State College manager Troy Allen said Mellott has “the goods” to compete at the college level right now — a fastball that, when the weather warms up, will sit between 89 and 91 miles per hour, balance-shifting off-speed stuff, and a newly introduced, yet already-effective splitter.
“Right now, he’s that dude,” Allen said. “He’s a guy that’ll contribute right away when he gets to Penn State. He’s a strong lifting program away from being a mid-90s pitcher.”
Allen also said Mellott has “that edge that closers have,” which is where he believes Cooper will use the righty at the next level.
Mellott said he ultimately trusts Cooper to use him in the most effective fashion — which is key, in Allen’s eyes. A standout player at George Washington who was drafted by the Atlanta Braves in 1997, Allen has been taught by some of the best, and he recognizes Cooper’s coaching prowess.
“For Mason, it’s a perfect fit,” Allen said. “(Cooper) gets Mason, and that’s a big deal.”

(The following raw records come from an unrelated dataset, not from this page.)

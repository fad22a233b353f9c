use std::sync::Arc;

use courier_geometry::{
    cache::CachedGeometryProvider,
    geometry_provider::{GeometryError, GeometryProvider},
    lat_lng::LatLng,
    osrm_route_client::{OsrmRouteClient, OsrmRouteClientParams},
    route_geometry::RouteGeometry,
    straight_line::StraightLineProvider,
};
use courier_planner::{
    problem::dispatch_problem::DispatchProblem,
    session::{
        planner_config::{PlannerConfig, SOLVER_URL_ENV_VAR, ServiceEndpoints},
        planner_session::PlannerSession,
    },
    solver::{
        raw_assignment::{RawAssignment, SolveResponse},
        rest_solver_client::{RestSolverClient, RestSolverClientParams},
        solve_params::SolveRequest,
        solver_backend::{SolverBackend, SolverError},
    },
};
use jiff::SignedDuration;
use tokio::sync::mpsc::UnboundedSender;
use tracing::info;

pub enum Solver {
    Rest(RestSolverClient),
    /// No solver configured, every solve fails.
    Offline,
}

impl Solver {
    pub fn from_endpoints(
        endpoints: &ServiceEndpoints,
        timeout: Option<SignedDuration>,
    ) -> Result<Self, SolverError> {
        match &endpoints.solver_url {
            Some(url) => {
                info!("Using solver at {}", url);
                let client = RestSolverClient::new(RestSolverClientParams {
                    solver_url: url.clone(),
                    timeout: timeout.or(endpoints.solver_timeout),
                })?;
                Ok(Solver::Rest(client))
            }
            None => Ok(Solver::Offline),
        }
    }

    pub fn is_offline(&self) -> bool {
        matches!(self, Solver::Offline)
    }
}

impl SolverBackend for Solver {
    async fn solve(
        &self,
        request: SolveRequest,
        partials: UnboundedSender<RawAssignment>,
    ) -> Result<SolveResponse, SolverError> {
        match self {
            Solver::Rest(client) => client.solve(request, partials).await,
            Solver::Offline => Err(SolverError::Api {
                status: 503,
                message: format!("{} is not set", SOLVER_URL_ENV_VAR),
            }),
        }
    }
}

pub enum Geometry {
    Osrm(CachedGeometryProvider<OsrmRouteClient>),
    StraightLine(StraightLineProvider),
}

impl Geometry {
    pub fn from_endpoints(endpoints: &ServiceEndpoints) -> Self {
        match &endpoints.osrm_url {
            Some(url) => {
                info!("Using OSRM at {}", url);
                Geometry::Osrm(CachedGeometryProvider::new(OsrmRouteClient::new(
                    OsrmRouteClientParams {
                        osrm_url: url.clone(),
                    },
                )))
            }
            None => Geometry::StraightLine(StraightLineProvider::default()),
        }
    }
}

impl GeometryProvider for Geometry {
    async fn route(&self, stops: &[LatLng]) -> Result<RouteGeometry, GeometryError> {
        match self {
            Geometry::Osrm(provider) => provider.route(stops).await,
            Geometry::StraightLine(provider) => provider.route(stops).await,
        }
    }
}

pub type CliSession = PlannerSession<Solver, Geometry>;

/// Session wired to the services found in the environment.
pub fn create_session(
    problem: DispatchProblem,
    base_model: String,
    timeout: Option<SignedDuration>,
) -> anyhow::Result<CliSession> {
    let endpoints = ServiceEndpoints::from_env();
    let solver = Solver::from_endpoints(&endpoints, timeout)?;
    let geometry = Geometry::from_endpoints(&endpoints);

    Ok(PlannerSession::new(
        Arc::new(problem),
        solver,
        geometry,
        PlannerConfig::from_env(base_model),
    ))
}
pub mod constraints;
pub mod error;
pub mod problem;
pub mod reoptimize;
pub mod session;
pub mod solution;
pub mod solver;
pub mod tree;
mod utils;

#[cfg(test)]
pub(crate) mod test_utils;
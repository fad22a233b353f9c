use courier_geometry::{
    geometry_provider::GeometryProvider, lat_lng::LatLng, route_geometry::RouteGeometry,
    straight_line::DEFAULT_SPEED_KMH,
};
use futures::future::join_all;
use tracing::warn;

use crate::{problem::dispatch_problem::DispatchProblem, solution::solution::Solution};

/// Road geometry for `positions`, or straight lines if the provider fails or
/// returns a leg count that does not match.
pub async fn resolve_route_geometry<G: GeometryProvider>(
    provider: &G,
    positions: &[LatLng],
) -> RouteGeometry {
    match provider.route(positions).await {
        Ok(geometry) if geometry.len() + 1 == positions.len() => geometry,
        Ok(geometry) => {
            warn!(
                "Expected {} legs, geometry provider returned {}. Falling back to straight lines",
                positions.len().saturating_sub(1),
                geometry.len()
            );
            RouteGeometry::straight_line(positions, DEFAULT_SPEED_KMH)
        }
        Err(error) => {
            warn!("Geometry lookup failed: {}. Falling back to straight lines", error);
            RouteGeometry::straight_line(positions, DEFAULT_SPEED_KMH)
        }
    }
}

/// One request per route with customers, all in flight at once.
pub async fn resolve_solution_geometry<G: GeometryProvider>(
    problem: &DispatchProblem,
    solution: &mut Solution,
    provider: &G,
) {
    let requests: Vec<(usize, Vec<LatLng>)> = solution
        .routes
        .iter()
        .enumerate()
        .filter(|(_, route)| route.has_customers())
        .map(|(index, route)| (index, route.positions(problem)))
        .collect();

    let geometries = join_all(
        requests
            .iter()
            .map(|(_, positions)| resolve_route_geometry(provider, positions)),
    )
    .await;

    for ((index, _), geometry) in requests.iter().zip(geometries) {
        solution.routes[*index].attach_geometry(geometry);
    }
}
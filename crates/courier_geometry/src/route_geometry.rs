use serde::{Deserialize, Serialize};

use crate::lat_lng::LatLng;

/// One leg between two consecutive stops.
#[derive(Deserialize, Serialize, Debug, Clone, PartialEq)]
pub struct LegGeometry {
    /// Meters
    pub distance: f64,
    /// Seconds
    pub duration: f64,
    pub waypoints: Vec<LatLng>,
}

/// Geometry of an ordered list of stops, `legs[i]` goes from stop `i` to stop `i + 1`.
#[derive(Deserialize, Serialize, Debug, Clone, PartialEq, Default)]
pub struct RouteGeometry {
    pub legs: Vec<LegGeometry>,
}

impl RouteGeometry {
    pub fn straight_line(stops: &[LatLng], speed_kmh: f64) -> Self {
        let speed_ms = speed_kmh / 3.6;
        let legs = stops
            .windows(2)
            .map(|pair| {
                let distance = pair[0].haversine_distance(&pair[1]);
                LegGeometry {
                    distance,
                    duration: if speed_ms > 0.0 { distance / speed_ms } else { 0.0 },
                    waypoints: vec![pair[0], pair[1]],
                }
            })
            .collect();

        RouteGeometry { legs }
    }

    pub fn len(&self) -> usize {
        self.legs.len()
    }

    pub fn is_empty(&self) -> bool {
        self.legs.is_empty()
    }
}
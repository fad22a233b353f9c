use courier_geometry::lat_lng::LatLng;
use thiserror::Error;

use crate::{
    constraints::constraint_set::ConstraintSet,
    problem::{
        customer::{Customer, CustomerIdx, Depot},
        travel_matrices::{Distance, Time, TravelMatrices},
        truck::{Capacity, Truck, TruckIdx},
        visit::Visit,
    },
};

#[derive(Debug, Error)]
pub enum ProblemError {
    #[error("Matrix {name} should be {expected}x{expected}, found a dimension of {actual}")]
    MatrixShape {
        name: &'static str,
        expected: usize,
        actual: usize,
    },

    #[error("Matrix {name} has a non-zero diagonal at {index}")]
    NonZeroDiagonal { name: &'static str, index: usize },

    #[error("Unknown customer index {0}")]
    UnknownCustomer(usize),

    #[error("Unknown truck index {0}")]
    UnknownTruck(usize),

    #[error("Depot is missing")]
    MissingDepot,
}

/// Static description of a dispatch day. Immutable once built.
#[derive(Debug)]
pub struct DispatchProblem {
    trucks: Vec<Truck>,
    customers: Vec<Customer>,
    depot: Depot,
    matrices: TravelMatrices,
    constraints: ConstraintSet,
}

impl DispatchProblem {
    pub fn trucks(&self) -> &[Truck] {
        &self.trucks
    }

    pub fn truck(&self, truck_id: TruckIdx) -> &Truck {
        &self.trucks[truck_id]
    }

    pub fn customers(&self) -> &[Customer] {
        &self.customers
    }

    pub fn customer(&self, customer_id: CustomerIdx) -> &Customer {
        &self.customers[customer_id]
    }

    pub fn depot(&self) -> &Depot {
        &self.depot
    }

    pub fn matrices(&self) -> &TravelMatrices {
        &self.matrices
    }

    /// Constraints every solution of this problem must honor.
    pub fn constraints(&self) -> &ConstraintSet {
        &self.constraints
    }

    pub fn has_truck(&self, truck_id: TruckIdx) -> bool {
        truck_id.get() < self.trucks.len()
    }

    pub fn has_customer(&self, customer_id: CustomerIdx) -> bool {
        customer_id.get() < self.customers.len()
    }

    #[inline]
    pub fn location_index(&self, visit: Visit) -> usize {
        match visit {
            Visit::Depot => self.customers.len(),
            Visit::Customer(customer_id) => customer_id.get(),
        }
    }

    #[inline]
    pub fn travel_distance(&self, from: Visit, to: Visit) -> Distance {
        self.matrices
            .travel_distance(self.location_index(from), self.location_index(to))
    }

    #[inline]
    pub fn travel_time(&self, from: Visit, to: Visit) -> Time {
        self.matrices
            .travel_time(self.location_index(from), self.location_index(to))
    }

    pub fn demand(&self, visit: Visit) -> Capacity {
        match visit {
            Visit::Depot => 0,
            Visit::Customer(customer_id) => self.customer(customer_id).demand(),
        }
    }

    pub fn service_time(&self, visit: Visit) -> Time {
        match visit {
            Visit::Depot => 0.0,
            Visit::Customer(customer_id) => self.customer(customer_id).service_time(),
        }
    }

    pub fn visit_name(&self, visit: Visit) -> &str {
        match visit {
            Visit::Depot => self.depot.name(),
            Visit::Customer(customer_id) => self.customer(customer_id).name(),
        }
    }

    pub fn position(&self, visit: Visit) -> LatLng {
        match visit {
            Visit::Depot => self.depot.position(),
            Visit::Customer(customer_id) => self.customer(customer_id).position(),
        }
    }

    /// Customer positions followed by the depot, in matrix order.
    pub fn locations(&self) -> Vec<LatLng> {
        self.customers
            .iter()
            .map(|customer| customer.position())
            .chain(std::iter::once(self.depot.position()))
            .collect()
    }
}

#[derive(Default)]
pub struct DispatchProblemBuilder {
    trucks: Option<Vec<Truck>>,
    customers: Option<Vec<Customer>>,
    depot: Option<Depot>,
    matrices: Option<TravelMatrices>,
    constraints: Option<ConstraintSet>,
}

impl DispatchProblemBuilder {
    pub fn set_trucks(&mut self, trucks: Vec<Truck>) -> &mut DispatchProblemBuilder {
        self.trucks = Some(trucks);
        self
    }

    pub fn set_customers(&mut self, customers: Vec<Customer>) -> &mut DispatchProblemBuilder {
        self.customers = Some(customers);
        self
    }

    pub fn set_depot(&mut self, depot: Depot) -> &mut DispatchProblemBuilder {
        self.depot = Some(depot);
        self
    }

    pub fn set_matrices(&mut self, matrices: TravelMatrices) -> &mut DispatchProblemBuilder {
        self.matrices = Some(matrices);
        self
    }

    pub fn set_constraints(&mut self, constraints: ConstraintSet) -> &mut DispatchProblemBuilder {
        self.constraints = Some(constraints);
        self
    }

    pub fn build(self) -> Result<DispatchProblem, ProblemError> {
        let trucks = self.trucks.unwrap_or_default();
        let customers = self.customers.unwrap_or_default();
        let depot = self.depot.ok_or(ProblemError::MissingDepot)?;
        let num_locations = customers.len() + 1;

        let matrices = match self.matrices {
            Some(matrices) => matrices,
            None => {
                let locations: Vec<LatLng> = customers
                    .iter()
                    .map(|customer| customer.position())
                    .chain(std::iter::once(depot.position()))
                    .collect();
                TravelMatrices::from_haversine(
                    &locations,
                    courier_geometry::straight_line::DEFAULT_SPEED_KMH,
                )
            }
        };

        if matrices.num_locations() != num_locations {
            return Err(ProblemError::MatrixShape {
                name: "distances",
                expected: num_locations,
                actual: matrices.num_locations(),
            });
        }

        let constraints = self.constraints.unwrap_or_default();
        constraints.validate(customers.len(), trucks.len())?;

        Ok(DispatchProblem {
            trucks,
            customers,
            depot,
            matrices,
            constraints,
        })
    }
}
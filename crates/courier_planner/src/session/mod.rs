pub mod planner_config;
pub mod planner_session;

Mellott isn’t the first player Penn State’s plucked from State College, either. Mellott’s former teammate, freshman pitcher Tucker Triebold, is with the Nittany Lions, and so is senior Tim Scholly. Mellott said it’s encouraging to know Triebold will once again be his teammate — and he hopes State College can act as a “branch campus,” sending players to Penn State in the future.
At the very least, the Nittany Lions are still getting an athlete who’s wanted to play for them his whole life. They’re getting a late-bloomer with high velocity upside and control beyond his years.
And if Tyson Cooper ever goes into scouting, they’re getting his first find.
“We’re really, really excited about his future and what he can bring to the table here,” Rob Cooper said. “He’s going to be a good one.”